[What you should do] For the material that follows, work out how many lines hold the word "enum" and answer only with the number.

___

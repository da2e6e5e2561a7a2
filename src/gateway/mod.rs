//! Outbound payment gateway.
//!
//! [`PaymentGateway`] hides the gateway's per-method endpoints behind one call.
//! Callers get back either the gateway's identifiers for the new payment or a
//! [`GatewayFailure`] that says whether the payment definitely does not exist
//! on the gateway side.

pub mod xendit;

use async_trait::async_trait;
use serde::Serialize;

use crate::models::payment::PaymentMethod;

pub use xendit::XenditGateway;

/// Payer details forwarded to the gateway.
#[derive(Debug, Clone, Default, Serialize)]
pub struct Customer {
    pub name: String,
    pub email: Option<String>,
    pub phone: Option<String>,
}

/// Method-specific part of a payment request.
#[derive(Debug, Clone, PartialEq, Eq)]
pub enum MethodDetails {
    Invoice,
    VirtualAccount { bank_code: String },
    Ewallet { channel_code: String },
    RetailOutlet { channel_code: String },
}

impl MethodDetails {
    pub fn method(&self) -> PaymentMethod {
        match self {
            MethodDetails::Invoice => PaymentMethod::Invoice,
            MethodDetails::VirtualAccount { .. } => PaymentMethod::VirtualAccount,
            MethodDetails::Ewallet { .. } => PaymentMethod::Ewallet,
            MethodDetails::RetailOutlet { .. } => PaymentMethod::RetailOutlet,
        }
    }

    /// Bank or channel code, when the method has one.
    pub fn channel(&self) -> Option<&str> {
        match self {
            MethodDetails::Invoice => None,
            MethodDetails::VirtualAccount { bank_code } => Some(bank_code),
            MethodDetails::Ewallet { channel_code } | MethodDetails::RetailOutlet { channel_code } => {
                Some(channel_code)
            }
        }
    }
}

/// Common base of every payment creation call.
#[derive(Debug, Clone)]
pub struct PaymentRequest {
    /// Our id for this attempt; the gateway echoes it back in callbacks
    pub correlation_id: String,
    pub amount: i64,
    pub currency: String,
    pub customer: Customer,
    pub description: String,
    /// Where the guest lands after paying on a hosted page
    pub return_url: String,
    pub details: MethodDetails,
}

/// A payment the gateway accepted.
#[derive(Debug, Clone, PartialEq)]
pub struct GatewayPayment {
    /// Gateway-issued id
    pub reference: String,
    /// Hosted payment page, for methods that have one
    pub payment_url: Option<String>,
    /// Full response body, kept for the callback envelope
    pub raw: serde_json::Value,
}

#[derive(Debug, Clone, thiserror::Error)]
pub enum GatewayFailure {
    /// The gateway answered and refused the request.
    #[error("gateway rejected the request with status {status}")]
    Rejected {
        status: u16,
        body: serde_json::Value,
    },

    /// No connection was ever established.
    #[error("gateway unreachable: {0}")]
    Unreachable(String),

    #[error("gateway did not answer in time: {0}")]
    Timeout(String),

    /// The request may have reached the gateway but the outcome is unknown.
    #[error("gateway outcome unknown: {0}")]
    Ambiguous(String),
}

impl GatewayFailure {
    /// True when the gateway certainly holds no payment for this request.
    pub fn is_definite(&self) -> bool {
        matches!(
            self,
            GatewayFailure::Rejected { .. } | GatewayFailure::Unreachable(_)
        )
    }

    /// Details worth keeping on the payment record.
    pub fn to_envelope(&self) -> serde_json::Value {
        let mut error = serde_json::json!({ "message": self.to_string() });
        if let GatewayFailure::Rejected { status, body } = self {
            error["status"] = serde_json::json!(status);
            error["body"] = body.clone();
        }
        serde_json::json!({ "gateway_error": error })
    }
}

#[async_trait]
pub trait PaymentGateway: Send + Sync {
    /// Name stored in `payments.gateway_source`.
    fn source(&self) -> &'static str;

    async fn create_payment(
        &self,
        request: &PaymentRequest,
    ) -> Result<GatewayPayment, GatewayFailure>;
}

___

[Exercise response] 2